Commissioner's Statement on the Employment Situation News Release
Last Modified Date: May 04, 2012
Advance copies of this statement are made available to the press
under lock-up conditions with the explicit understanding that the
data are embargoed until 8:30 a.m. Eastern Daylight Time.
John M. Galvin
Bureau of Labor Statistics
Friday, May 4, 2012
Nonfarm payroll employment rose by 115,000 in April, and the
unemployment rate was little changed at 8.1 percent. The April
job gain followed an increase of 154,000 in March. For December
through February, employment growth averaged 252,000 per month.
In April, employment rose in professional and business services,
retail trade, and health care but declined in transportation and
Professional and business services added 62,000 jobs over
the month. Employment rose in architectural and engineering
services and in computer systems design. Temporary help services
employment edged up over the month.
Retail trade added 29,000 jobs in April. Employment rose in
general merchandise stores but has shown no definitive trend in
recent months.
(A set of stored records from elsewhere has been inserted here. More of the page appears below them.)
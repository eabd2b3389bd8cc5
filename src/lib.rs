//! promptweave: compound prompt resolution
//!
//! A prompt is either literal text or a *compound* prompt assembled from an
//! ordered list of components. Each component may reference another prompt and
//! wrap its resolved text with literal `text_before` and `text_after`. Compound
//! prompts nest, so resolving one means walking a reference graph.
//!
//! # Architecture
//!
//! - [`core`] - Prompt, component and result types, plus [`core::PromptError`]
//! - [`source`] - The fetch capabilities the algorithms are written against
//! - [`graph`] - Cycle detection, nesting depth, component list validation
//! - [`resolver`] - Single, preview and bulk resolution
//! - [`store`] - SQLite storage with write-time validation
//! - [`library`] - Two-pass TOML/JSON import and export by slug
//! - [`config`] - Global configuration (`~/.promptweave/config.toml`)
//! - [`cli`] - The `pweave` command-line interface
//!
//! # Example
//!
//! ```rust,no_run
//! use promptweave::core::{Component, Prompt, PromptRecord};
//! use promptweave::resolver::PromptResolver;
//! use promptweave::source::PromptMap;
//!
//! let mut map = PromptMap::new();
//! map.insert(PromptRecord::bare(Prompt::simple(1, "name", "Ada")));
//! map.insert(PromptRecord {
//!     prompt: Prompt::compound(2, "greeting"),
//!     components: vec![Component::reference(0, 1).with_before("Hello,").into()],
//! });
//!
//! let resolver = PromptResolver::new(&map, 10);
//! assert_eq!(resolver.resolve_text(2.into()).unwrap(), "Hello,\n\nAda");
//! ```

pub mod cli;
pub mod config;
pub mod constants;
pub mod core;
pub mod graph;
pub mod library;
pub mod resolver;
pub mod source;
pub mod store;

#[cfg(any(test, feature = "test-utils"))]
pub mod test_utils;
Building material and garden supply stores
continued to add jobs over the month.
Health care employment rose by 19,000 in April, led by gains
in ambulatory health care services, which includes home health
care services and doctorsí offices. Health care had added an
average of 28,000 jobs per month over the prior 12 months.
In April, employment continued to trend up in food services
and drinking places (+20,000). The industry has added 576,000
jobs since a recent employment low point in February 2010.
Employment in manufacturing continued to grow (+16,000) in
April. Fabricated metal products and machinery continued to add
jobs. Manufacturing employment has risen by 489,000 since a
recent low in January 2010, with the growth largely occurring in
durable goods industries.
Employment decreased by 17,000 in transportation and
warehousing in April, with losses in transit and ground passenger
transportation and in couriers and messengers.
Average hourly earnings of all employees on private nonfarm
payrolls increased by 1 cent in April to $23.38. Over the past
12 months, average hourly earnings have risen by 1.8 percent.
From March 2011 to March 2012, the Consumer Price Index for All
Urban Consumers (CPI-U) increased by 2.6 percent.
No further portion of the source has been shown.